Well, first of all, thank you!

Secondly, that is just a very sloppy mistake - of the translator, of course, but also of the publishing company. A translation should always be proofread by an editor to filter out exacly those small but very annoying mistakes. Either that hasn't happened in this case, or the editor is just as faulty as the translator.

I haven't read that many translations in my life (two I do remember; House of Leaves and Blindness) and fortunately both of them were excellent.

Cheers
 
Although most people are probably sick of his name from my posts, Umberto Eco's novels get excellent translations between different language from the original Italian. This is because he works with the translators to ensure that the translation isn't just a literal interpretation but that cultural references in one language are changed to reflect the culture of another (i.e. a reference to a traditional Italian song was changed, in the English translation, to a line of Keats)
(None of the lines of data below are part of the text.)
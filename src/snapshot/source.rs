use crate::sync::error::{SyncError, SyncResult};
use std::io::{ErrorKind, SeekFrom};
use std::path::{Path, PathBuf};
use tokio::fs::File;
use tokio::io::{AsyncReadExt, AsyncSeekExt};

/// Local snapshot file read block by block
pub struct SourceFile {
    path: PathBuf,
    file: File,
    len: u64,
}

impl SourceFile {
    /// Open `path`; its length at this moment defines the pass
    pub async fn open(path: &Path) -> SyncResult<Self> {
        let file = match File::open(path).await {
            Ok(file) => file,
            Err(e) if e.kind() == ErrorKind::NotFound => {
                return Err(SyncError::SourceMissing {
                    path: path.to_path_buf(),
                })
            }
            Err(source) => {
                return Err(SyncError::LocalReadFailed {
                    path: path.to_path_buf(),
                    offset: 0,
                    length: 0,
                    source,
                })
            }
        };

        let len = file
            .metadata()
            .await
            .map_err(|source| SyncError::LocalReadFailed {
                path: path.to_path_buf(),
                offset: 0,
                length: 0,
                source,
            })?
            .len();

        Ok(Self {
            path: path.to_path_buf(),
            file,
            len,
        })
    }

    pub fn len(&self) -> u64 {
        self.len
    }

    pub fn is_empty(&self) -> bool {
        self.len == 0
    }

    pub fn path(&self) -> &Path {
        &self.path
    }

    /// Exactly `length` bytes at `offset`; a file that shrank since open fails
    pub async fn read_block(&mut self, offset: u64, length: u64) -> SyncResult<Vec<u8>> {
        read_exact_at(&mut self.file, &self.path, offset, length).await
    }
}

pub(crate) async fn read_exact_at(
    file: &mut File,
    path: &Path,
    offset: u64,
    length: u64,
) -> SyncResult<Vec<u8>> {
    let to_error = |source| SyncError::LocalReadFailed {
        path: path.to_path_buf(),
        offset,
        length,
        source,
    };

    file.seek(SeekFrom::Start(offset)).await.map_err(to_error)?;
    let mut buffer = vec![0u8; length as usize];
    file.read_exact(&mut buffer).await.map_err(to_error)?;
    Ok(buffer)
}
Unfortunately, most authors don't give a damn about the translation of their work; as long as it sells.
 
That really speaks for Eco, because what you said is absolutely true - many authors don't give a hoot. Which is something I just don't understand. Here's this novel, which has taken years of your life to complete, and then you just disregard every other language out there!

That's just odd, to me.

Cheers
 
Martin said:
Which is something I just don't understand. Here's this novel, which has taken years of your life to complete, and then you just disregard every other language out there!

That's just odd, to me.

Cheers

I find this a really strange thing to say.

As a novelist, your language is the material of your product, it is your product. A translation is really a different book. I would say, the better the original book, the more challenging it is to have a worthy translation.

IMO, there is no way the original author can control that outcome without almost writing the translation him/herself, which is only possible if one deeply understands the language you are translating into.

Language in a good book is so resonant with culture and context and innuendo that it is virtually impossible for any translation to be literally true to the original. Eco is exceptional because he knows many languages deeply and will virtually write another book in order to convey his original intent. Most novelists don't have that skill or even that engagement with intent.

It's not that one disregards other languages; most authors are very far from even having the linguistic capacity to make judgments about the translation of their work.
 
Sure, but a hands-on approach, by working alongside the translator to create the perfect translation is always a possibility.

Cheers
 
Martin said:
Sure, but a hands-on approach, by working alongside the translator to create the perfect translation is always a possibility.

Exactly. Reverting to Eco again, he doesn't speak Russian but worked with his translator on creating a version of The Name of the Rose in Russian. The translator came to him saying that the passages in Latin (and these are important passages) would be absolutely useless within a book written in Russian Cyrillic as readers wouldn't understand the different character set. The solution was to translate the Latin into Old Church Slavonic so that the passages still appeared aged, authoritarian, and esoteric while the characterset remained readable to the Russian book buyer.

One of the languages he didn't assist with the translation of was The Name of the Rose into Arabic. It was released under the dubious title of Sex in the Monastery; the sex itself lasting three pages within a five hundred page tome.